_What to produce_
The lines from the start of the records through the one containing "pub struct OverlayClip" are to be transcribed exactly, and nothing else.

(Stored items)
####################

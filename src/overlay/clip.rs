use std::path::{Path, PathBuf};

use image::RgbaImage;
use image::imageops::FilterType;

use crate::foundation::core::Canvas;
use crate::foundation::error::{ReelError, ReelResult};
use crate::foundation::math::premultiply_rgba8_in_place;
use crate::overlay::mask::{apply_mask, rounded_rect_mask};
use crate::timeline::Segment;

/// Premultiplied RGBA8 pixels ready to be composited.
#[derive(Clone, Debug)]
pub struct PremulImage {
    pub size: Canvas,
    pub data: Vec<u8>,
}

/// One timed overlay: a segment's screenshot with rounded corners, scaled for the frame.
#[derive(Clone, Debug)]
pub struct OverlayClip {
    pub segment_id: String,
    /// Masked image at its native size, as written to the working directory.
    pub masked_image_path: PathBuf,
    pub duration_secs: f64,
    pub corner_radius: u32,
    pub target_width: u32,
    pub raster: PremulImage,
}

/// Geometry for one overlay clip.
#[derive(Clone, Copy, Debug, PartialEq, Eq)]
pub struct ClipStyle {
    pub corner_radius: u32,
    /// Horizontal margin on each side of the frame.
    pub margin: u32,
}

/// Width an overlay is scaled to: the frame width minus the margin on both sides.
pub fn target_width(frame_width: u32, margin: u32) -> ReelResult<u32> {
    let w = i64::from(frame_width) - 2 * i64::from(margin);
    if w <= 0 {
        return Err(ReelError::composition(format!(
            "margin {margin}px leaves no room in a {frame_width}px wide frame"
        )));
    }
    Ok(w as u32)
}

/// Aspect-preserving size of `image` scaled to `width`, checked against the frame bounds.
pub fn fit_to_width(image: Canvas, width: u32, frame: Canvas) -> ReelResult<Canvas> {
    if image.width == 0 || image.height == 0 {
        return Err(ReelError::composition("overlay image has zero size"));
    }
    let height = (f64::from(image.height) * f64::from(width) / f64::from(image.width))
        .round()
        .max(1.0) as u32;
    let scaled = Canvas::new(width, height);
    if scaled.width > frame.width || scaled.height > frame.height {
        return Err(ReelError::composition(format!(
            "overlay scaled to {scaled} does not fit a {frame} frame"
        )));
    }
    Ok(scaled)
}

pub(crate) fn load_rgba(path: &Path) -> ReelResult<RgbaImage> {
    let img = image::open(path)
        .map_err(|e| ReelError::media_read(path, format!("decode image: {e}")))?;
    Ok(img.to_rgba8())
}

/// Mask `src` at its native size, then premultiply and scale it to `size`.
pub fn rasterize_overlay(
    mut src: RgbaImage,
    radius: u32,
    size: Canvas,
) -> ReelResult<(RgbaImage, PremulImage)> {
    let (w, h) = src.dimensions();
    let mask = rounded_rect_mask(Canvas::new(w, h), radius);
    apply_mask(&mut src, &mask)?;
    let masked = src;

    let mut premul = masked.clone().into_raw();
    premultiply_rgba8_in_place(&mut premul);
    let premul = RgbaImage::from_raw(w, h, premul)
        .ok_or_else(|| ReelError::composition("premultiplied buffer size mismatch"))?;

    let data = if (w, h) == (size.width, size.height) {
        premul.into_raw()
    } else {
        let mut scaled =
            image::imageops::resize(&premul, size.width, size.height, FilterType::Lanczos3)
                .into_raw();
        clamp_premul_in_place(&mut scaled);
        scaled
    };

    Ok((masked, PremulImage { size, data }))
}

/// Lanczos ringing can push color above alpha; keep the buffer valid premultiplied.
fn clamp_premul_in_place(rgba: &mut [u8]) {
    for px in rgba.chunks_exact_mut(4) {
        let a = px[3];
        px[0] = px[0].min(a);
        px[1] = px[1].min(a);
        px[2] = px[2].min(a);
    }
}

/// Build the overlay clip for one segment and write its masked image to `masked_path`.
pub fn build_overlay_clip(
    segment: &Segment,
    frame: Canvas,
    style: ClipStyle,
    masked_path: &Path,
) -> ReelResult<OverlayClip> {
    if !segment.duration_secs.is_finite() || segment.duration_secs <= 0.0 {
        return Err(ReelError::composition(format!(
            "segment '{}' has non-positive duration {}",
            segment.id, segment.duration_secs
        )));
    }

    let src = load_rgba(&segment.image_path)?;
    let (w, h) = src.dimensions();
    let width = target_width(frame.width, style.margin)?;
    let size = fit_to_width(Canvas::new(w, h), width, frame)?;

    let (masked, raster) = rasterize_overlay(src, style.corner_radius, size)?;
    masked.save(masked_path).map_err(|e| {
        ReelError::composition(format!(
            "write masked image '{}': {e}",
            masked_path.display()
        ))
    })?;

    tracing::debug!(
        id = %segment.id,
        source = %Canvas::new(w, h),
        scaled = %size,
        radius = style.corner_radius,
        "overlay clip prepared"
    );

    Ok(OverlayClip {
        segment_id: segment.id.clone(),
        masked_image_path: masked_path.to_path_buf(),
        duration_secs: segment.duration_secs,
        corner_radius: style.corner_radius,
        target_width: width,
        raster,
    })
}

#[cfg(test)]
#[path = "../../tests/unit/overlay/clip.rs"]
mod tests;
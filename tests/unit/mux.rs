use super::*;
use crate::config::RenderConfig;
use crate::foundation::core::Canvas;
use crate::workdir::WorkDir;

fn fps60() -> Fps {
    Fps::integer(60).unwrap()
}

fn durations(video: Option<f64>, audio: Option<f64>) -> StreamDurations {
    StreamDurations {
        video_secs: video,
        audio_secs: audio,
    }
}

#[test]
fn streams_within_one_frame_pass() {
    let path = Path::new("final.mp4");
    let d = check_drift(path, durations(Some(21.0), Some(21.01)), fps60()).unwrap();
    assert_eq!(d, 21.0);
    assert!(check_drift(path, durations(Some(21.0), Some(21.0 + 1.0 / 60.0)), fps60()).is_ok());
}

#[test]
fn drift_beyond_a_frame_is_a_mux_error() {
    let err = check_drift(
        Path::new("final.mp4"),
        durations(Some(21.0), Some(21.5)),
        fps60(),
    )
    .unwrap_err();
    assert!(matches!(err, ReelError::Mux { .. }));
    assert_eq!(err.path(), Some(Path::new("final.mp4")));
}

#[test]
fn missing_streams_are_mux_errors() {
    let path = Path::new("final.mp4");
    assert!(matches!(
        check_drift(path, durations(None, Some(1.0)), fps60()),
        Err(ReelError::Mux { .. })
    ));
    assert!(matches!(
        check_drift(path, durations(Some(1.0), None), fps60()),
        Err(ReelError::Mux { .. })
    ));
}

fn composite(path: PathBuf, frames: u64) -> CompositeVideo {
    let fps = fps60();
    CompositeVideo {
        path,
        duration_secs: fps.frames_to_secs(frames),
        canvas: Canvas::new(1080, 1920),
        fps,
        frames,
    }
}

fn narration(path: PathBuf, duration_secs: f64) -> AudioTrack {
    AudioTrack {
        path,
        duration_secs,
        sample_rate: 48_000,
        channels: 2,
        segment_offsets: vec![0],
    }
}

fn args_of(cmd: &std::process::Command) -> Vec<PathBuf> {
    cmd.get_args().map(PathBuf::from).collect()
}

#[test]
fn staged_file_never_reuses_an_input_artifact_name() {
    let root = tempfile::tempdir().unwrap();
    for name in ["composite.mp4", "background.mp4", "narration.f32le", "overlay_00.png"] {
        let config = RenderConfig {
            output_path: root.path().join("out").join(name),
            ..RenderConfig::default()
        };
        let workdir = WorkDir::create_in(&root.path().join("temp")).unwrap();
        let ctx = PipelineContext::new(config, workdir);

        let staged = staged_output_path(&ctx);
        assert_eq!(staged, ctx.workdir.artifact("final.mp4"));

        let video = composite(ctx.workdir.artifact("composite.mp4"), 60);
        let audio = narration(ctx.workdir.artifact("narration.f32le"), 1.0);
        let cmd = mux_command(&video, &audio, "aac", "mp4", &staged);
        let args = args_of(&cmd);
        assert_eq!(args.last(), Some(&staged));
        assert_eq!(args.iter().filter(|a| **a == staged).count(), 1);
    }
}

#[test]
fn tracks_more_than_a_frame_apart_are_refused_before_muxing() {
    // 1260 frames at 60 fps is exactly 21 s.
    let video = composite(PathBuf::from("w/composite.mp4"), 1260);
    assert!(check_track_lengths(&video, &narration(PathBuf::from("a"), 21.0)).is_ok());
    assert!(check_track_lengths(&video, &narration(PathBuf::from("a"), 21.0 + 0.5 / 60.0)).is_ok());

    let err = check_track_lengths(&video, &narration(PathBuf::from("a"), 21.0 + 2.0 / 60.0))
        .unwrap_err();
    assert!(matches!(err, ReelError::Mux { .. }));
    assert_eq!(err.path(), Some(Path::new("w/composite.mp4")));
}

#[test]
fn command_copies_video_and_encodes_raw_audio() {
    let video = composite(PathBuf::from("w/composite.mp4"), 1260);
    let audio = narration(PathBuf::from("w/narration.f32le"), 21.0);
    let cmd = mux_command(&video, &audio, "aac", "mp4", Path::new("w/final_video.mp4"));
    let args: Vec<String> = cmd
        .get_args()
        .map(|a| a.to_string_lossy().into_owned())
        .collect();
    let joined = args.join(" ");

    assert!(joined.contains("-i w/composite.mp4"));
    assert!(joined.contains("-f f32le -ar 48000 -ac 2 -i w/narration.f32le"));
    assert!(joined.contains("-map 0:v:0 -map 1:a:0 -c:v copy -c:a aac"));
    assert!(joined.contains("-movflags +faststart"));
    assert!(joined.ends_with("-f mp4 w/final_video.mp4"));

    let mkv = mux_command(&video, &audio, "libopus", "matroska", Path::new("out.mkv"));
    let mkv_args: Vec<String> = mkv
        .get_args()
        .map(|a| a.to_string_lossy().into_owned())
        .collect();
    assert!(!mkv_args.iter().any(|a| a == "-movflags"));
}
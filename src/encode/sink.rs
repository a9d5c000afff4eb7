use crate::foundation::core::{Canvas, FrameIndex, FrameRGBA, Fps};
use crate::foundation::error::ReelResult;

/// Configuration provided to a [`FrameSink`] before the first frame.
#[derive(Debug, Clone, PartialEq)]
pub struct SinkConfig {
    pub canvas: Canvas,
    pub fps: Fps,
    /// Number of frames that will be pushed.
    pub frame_count: u64,
}

/// Consumer of composited frames.
///
/// Ordering contract: `push_frame` is called in strictly increasing `FrameIndex` order starting at
/// zero.
pub trait FrameSink {
    /// Called once before any frames are pushed.
    fn begin(&mut self, cfg: SinkConfig) -> ReelResult<()>;
    /// Push one frame in strictly increasing timeline order.
    fn push_frame(&mut self, idx: FrameIndex, frame: &FrameRGBA) -> ReelResult<()>;
    /// Called once after the last frame is pushed.
    fn end(&mut self) -> ReelResult<()>;
}

/// In-memory sink for tests and debugging.
#[derive(Debug, Default)]
pub struct InMemorySink {
    cfg: Option<SinkConfig>,
    frames: Vec<(FrameIndex, FrameRGBA)>,
    ended: bool,
}

impl InMemorySink {
    pub fn new() -> Self {
        Self::default()
    }

    /// Return the sink configuration captured in `begin`, if any.
    pub fn config(&self) -> Option<&SinkConfig> {
        self.cfg.as_ref()
    }

    /// Frames in timeline order.
    pub fn frames(&self) -> &[(FrameIndex, FrameRGBA)] {
        &self.frames
    }

    pub fn is_ended(&self) -> bool {
        self.ended
    }
}

impl FrameSink for InMemorySink {
    fn begin(&mut self, cfg: SinkConfig) -> ReelResult<()> {
        self.cfg = Some(cfg);
        self.frames.clear();
        self.ended = false;
        Ok(())
    }

    fn push_frame(&mut self, idx: FrameIndex, frame: &FrameRGBA) -> ReelResult<()> {
        self.frames.push((idx, frame.clone()));
        Ok(())
    }

    fn end(&mut self) -> ReelResult<()> {
        self.ended = true;
        Ok(())
    }
}
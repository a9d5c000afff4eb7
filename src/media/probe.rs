use std::path::{Path, PathBuf};
use std::process::Command;

use crate::foundation::core::{Canvas, Fps};
use crate::foundation::error::{ReelError, ReelResult};
use crate::media::ffmpeg::{parse_ff_ratio, run_captured};

#[derive(Debug, serde::Deserialize)]
pub(crate) struct ProbeStream {
    pub codec_type: Option<String>,
    pub width: Option<u32>,
    pub height: Option<u32>,
    pub r_frame_rate: Option<String>,
    pub duration: Option<String>,
}

#[derive(Debug, serde::Deserialize)]
pub(crate) struct ProbeFormat {
    pub duration: Option<String>,
}

#[derive(Debug, serde::Deserialize)]
pub(crate) struct ProbeOut {
    #[serde(default)]
    pub streams: Vec<ProbeStream>,
    pub format: Option<ProbeFormat>,
}

impl ProbeOut {
    pub fn parse(bytes: &[u8]) -> Result<Self, serde_json::Error> {
        serde_json::from_slice(bytes)
    }

    pub fn format_duration(&self) -> Option<f64> {
        self.format
            .as_ref()
            .and_then(|f| f.duration.as_deref())
            .and_then(parse_secs)
    }

    pub fn first_stream(&self, codec_type: &str) -> Option<&ProbeStream> {
        self.streams
            .iter()
            .find(|s| s.codec_type.as_deref() == Some(codec_type))
    }

    pub fn stream_duration(&self, codec_type: &str) -> Option<f64> {
        self.first_stream(codec_type)
            .and_then(|s| s.duration.as_deref())
            .and_then(parse_secs)
    }
}

fn parse_secs(s: &str) -> Option<f64> {
    s.trim()
        .parse::<f64>()
        .ok()
        .filter(|v| v.is_finite() && *v > 0.0)
}

/// Probed properties of a video file.
#[derive(Clone, Debug)]
pub struct VideoSourceInfo {
    pub source_path: PathBuf,
    pub canvas: Canvas,
    pub fps: Fps,
    pub duration_secs: f64,
}

/// Per-stream durations of a muxed file.
#[derive(Clone, Copy, Debug, PartialEq)]
pub struct StreamDurations {
    pub video_secs: Option<f64>,
    pub audio_secs: Option<f64>,
}

/// Reject missing and empty files before handing them to ffprobe.
pub(crate) fn check_readable_file(path: &Path) -> ReelResult<()> {
    let meta = std::fs::metadata(path)
        .map_err(|e| ReelError::media_read(path, format!("cannot stat file: {e}")))?;
    if !meta.is_file() {
        return Err(ReelError::media_read(path, "not a regular file"));
    }
    if meta.len() == 0 {
        return Err(ReelError::media_read(path, "file is empty"));
    }
    Ok(())
}

pub(crate) fn run_ffprobe(path: &Path) -> ReelResult<ProbeOut> {
    check_readable_file(path)?;

    let mut cmd = Command::new("ffprobe");
    cmd.args([
        "-v",
        "error",
        "-print_format",
        "json",
        "-show_streams",
        "-show_format",
    ])
    .arg(path);
    let out = run_captured(cmd, |msg| ReelError::media_read(path, msg))?;

    ProbeOut::parse(&out.stdout)
        .map_err(|e| ReelError::media_read(path, format!("ffprobe json parse failed: {e}")))
}

/// Container-reported play length of an audio file, in seconds.
///
/// Reads metadata only; the audio is not decoded.
pub fn probe_audio_duration(path: &Path) -> ReelResult<f64> {
    let parsed = run_ffprobe(path)?;
    if parsed.first_stream("audio").is_none() {
        return Err(ReelError::media_read(path, "no audio stream found"));
    }
    parsed
        .format_duration()
        .or_else(|| parsed.stream_duration("audio"))
        .ok_or_else(|| ReelError::media_read(path, "no positive duration in metadata"))
}

pub fn probe_video(path: &Path) -> ReelResult<VideoSourceInfo> {
    let parsed = run_ffprobe(path)?;
    video_info_from_probe(path, &parsed)
}

pub(crate) fn video_info_from_probe(path: &Path, parsed: &ProbeOut) -> ReelResult<VideoSourceInfo> {
    let stream = parsed
        .first_stream("video")
        .ok_or_else(|| ReelError::media_read(path, "no video stream found"))?;
    let width = stream
        .width
        .filter(|w| *w > 0)
        .ok_or_else(|| ReelError::media_read(path, "missing video width from ffprobe"))?;
    let height = stream
        .height
        .filter(|h| *h > 0)
        .ok_or_else(|| ReelError::media_read(path, "missing video height from ffprobe"))?;
    let (num, den) = parse_ff_ratio(stream.r_frame_rate.as_deref().unwrap_or("0/1"))
        .filter(|(num, _)| *num > 0)
        .ok_or_else(|| ReelError::media_read(path, "invalid video r_frame_rate"))?;
    let duration_secs = parsed
        .format_duration()
        .or_else(|| parsed.stream_duration("video"))
        .ok_or_else(|| ReelError::media_read(path, "no positive duration in metadata"))?;

    Ok(VideoSourceInfo {
        source_path: path.to_path_buf(),
        canvas: Canvas::new(width, height),
        fps: Fps::new(num, den)?,
        duration_secs,
    })
}

pub fn probe_stream_durations(path: &Path) -> ReelResult<StreamDurations> {
    let parsed = run_ffprobe(path)?;
    Ok(StreamDurations {
        video_secs: parsed.stream_duration("video"),
        audio_secs: parsed.stream_duration("audio"),
    })
}

#[cfg(test)]
#[path = "../../tests/unit/media/probe.rs"]
mod tests;
use crate::foundation::core::Fps;
use crate::foundation::error::{ReelError, ReelResult};
use crate::overlay::clip::OverlayClip;

/// Overlay clips laid back-to-back: no gap, no overlap, in segment order.
#[derive(Clone, Debug)]
pub struct OverlayTrack {
    clips: Vec<OverlayClip>,
    /// Exclusive end time of each clip on the track.
    ends: Vec<f64>,
}

impl OverlayTrack {
    pub fn new(clips: Vec<OverlayClip>) -> ReelResult<Self> {
        if clips.is_empty() {
            return Err(ReelError::composition("overlay track has no clips"));
        }
        let mut ends = Vec::with_capacity(clips.len());
        let mut t = 0.0f64;
        for clip in &clips {
            if !clip.duration_secs.is_finite() || clip.duration_secs <= 0.0 {
                return Err(ReelError::composition(format!(
                    "overlay clip '{}' has non-positive duration {}",
                    clip.segment_id, clip.duration_secs
                )));
            }
            t += clip.duration_secs;
            ends.push(t);
        }
        Ok(Self { clips, ends })
    }

    pub fn clips(&self) -> &[OverlayClip] {
        &self.clips
    }

    pub fn total_secs(&self) -> f64 {
        self.ends.last().copied().unwrap_or(0.0)
    }

    /// `[start, end)` of clip `idx` on the track.
    pub fn span(&self, idx: usize) -> Option<(f64, f64)> {
        let end = *self.ends.get(idx)?;
        let start = if idx == 0 { 0.0 } else { self.ends[idx - 1] };
        Some((start, end))
    }

    /// Index of the clip showing at `t`. Times past the end resolve to the last clip.
    pub fn clip_index_at(&self, t_secs: f64) -> usize {
        let idx = self.ends.partition_point(|end| *end <= t_secs);
        idx.min(self.clips.len() - 1)
    }

    /// Number of output frames covering the whole track.
    pub fn frame_count(&self, fps: Fps) -> u64 {
        fps.secs_to_frames_round(self.total_secs())
    }

    /// Clip index for every output frame, sampled at `t = i / fps`.
    pub fn frame_schedule(&self, fps: Fps) -> Vec<usize> {
        (0..self.frame_count(fps))
            .map(|i| self.clip_index_at(fps.frames_to_secs(i)))
            .collect()
    }
}

#[cfg(test)]
#[path = "../../tests/unit/overlay/track.rs"]
mod tests;
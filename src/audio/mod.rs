//! Narration track assembly.

pub mod concat;
//! Foundation module - shared utilities
//!
//! - Logging setup

pub mod logging;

####################

_Task result_
filename src/overlay/clip.rs
use std::path::{Path, PathBuf};

use image::RgbaImage;
use image::imageops::FilterType;

use crate::foundation::core::Canvas;
use crate::foundation::error::{ReelError, ReelResult};
use crate::foundation::math::premultiply_rgba8_in_place;
use crate::overlay::mask::{apply_mask, rounded_rect_mask};
use crate::timeline::Segment;

/// Premultiplied RGBA8 pixels ready to be composited.
#[derive(Clone, Debug)]
pub struct PremulImage {
    pub size: Canvas,
    pub data: Vec<u8>,
}

/// One timed overlay: a segment's screenshot with rounded corners, scaled for the frame.
#[derive(Clone, Debug)]
pub struct OverlayClip {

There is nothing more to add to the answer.